Work order - Go through the records and extract every line with the word "Tracked".

Exercise materials -
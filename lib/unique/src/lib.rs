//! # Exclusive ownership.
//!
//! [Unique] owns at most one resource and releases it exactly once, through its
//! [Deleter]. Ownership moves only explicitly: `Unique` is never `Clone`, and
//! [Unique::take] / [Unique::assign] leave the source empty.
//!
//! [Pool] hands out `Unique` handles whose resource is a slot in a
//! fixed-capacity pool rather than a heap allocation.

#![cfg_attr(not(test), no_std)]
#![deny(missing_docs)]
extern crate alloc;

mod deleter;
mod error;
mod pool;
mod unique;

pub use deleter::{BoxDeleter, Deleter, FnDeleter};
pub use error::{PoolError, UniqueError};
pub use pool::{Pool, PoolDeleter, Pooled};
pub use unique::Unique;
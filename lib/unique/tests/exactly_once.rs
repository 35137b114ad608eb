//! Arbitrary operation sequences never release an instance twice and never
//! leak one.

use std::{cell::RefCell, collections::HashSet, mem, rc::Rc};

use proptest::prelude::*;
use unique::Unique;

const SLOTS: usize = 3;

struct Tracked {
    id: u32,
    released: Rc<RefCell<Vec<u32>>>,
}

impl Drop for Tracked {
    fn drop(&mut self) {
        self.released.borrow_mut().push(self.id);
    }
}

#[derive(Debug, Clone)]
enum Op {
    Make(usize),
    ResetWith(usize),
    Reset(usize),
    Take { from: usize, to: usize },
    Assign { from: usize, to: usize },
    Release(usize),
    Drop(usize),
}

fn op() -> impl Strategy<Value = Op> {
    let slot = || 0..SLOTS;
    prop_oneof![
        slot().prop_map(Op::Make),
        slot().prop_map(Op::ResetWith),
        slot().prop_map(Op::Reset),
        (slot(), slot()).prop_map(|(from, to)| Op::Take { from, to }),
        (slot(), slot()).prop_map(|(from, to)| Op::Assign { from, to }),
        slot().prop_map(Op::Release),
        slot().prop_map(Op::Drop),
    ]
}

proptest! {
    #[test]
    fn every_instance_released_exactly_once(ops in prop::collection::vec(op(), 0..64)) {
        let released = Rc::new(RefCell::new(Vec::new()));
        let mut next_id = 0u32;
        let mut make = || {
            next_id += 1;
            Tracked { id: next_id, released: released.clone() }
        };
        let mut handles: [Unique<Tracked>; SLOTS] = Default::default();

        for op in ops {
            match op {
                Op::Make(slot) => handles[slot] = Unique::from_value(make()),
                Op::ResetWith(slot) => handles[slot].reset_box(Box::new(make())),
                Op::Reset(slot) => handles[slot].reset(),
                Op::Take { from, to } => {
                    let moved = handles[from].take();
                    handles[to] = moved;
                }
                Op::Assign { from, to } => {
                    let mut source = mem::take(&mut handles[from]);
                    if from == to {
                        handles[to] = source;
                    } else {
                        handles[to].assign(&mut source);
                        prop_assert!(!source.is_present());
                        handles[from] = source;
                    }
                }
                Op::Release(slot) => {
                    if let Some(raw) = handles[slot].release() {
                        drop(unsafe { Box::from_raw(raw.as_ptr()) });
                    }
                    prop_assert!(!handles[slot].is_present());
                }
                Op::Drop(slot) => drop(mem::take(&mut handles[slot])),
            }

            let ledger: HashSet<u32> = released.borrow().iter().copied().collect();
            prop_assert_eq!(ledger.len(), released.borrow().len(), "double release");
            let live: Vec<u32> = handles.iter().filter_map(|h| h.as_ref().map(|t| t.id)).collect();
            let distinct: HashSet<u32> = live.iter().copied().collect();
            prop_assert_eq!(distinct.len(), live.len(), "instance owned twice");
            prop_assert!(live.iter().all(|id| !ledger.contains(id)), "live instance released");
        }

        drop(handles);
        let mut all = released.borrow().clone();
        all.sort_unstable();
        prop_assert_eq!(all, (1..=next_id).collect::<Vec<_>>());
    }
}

Answer for this exercise -
struct Tracked {
impl Drop for Tracked {
            Tracked { id: next_id, released: released.clone() }
        let mut handles: [Unique<Tracked>; SLOTS] = Default::default();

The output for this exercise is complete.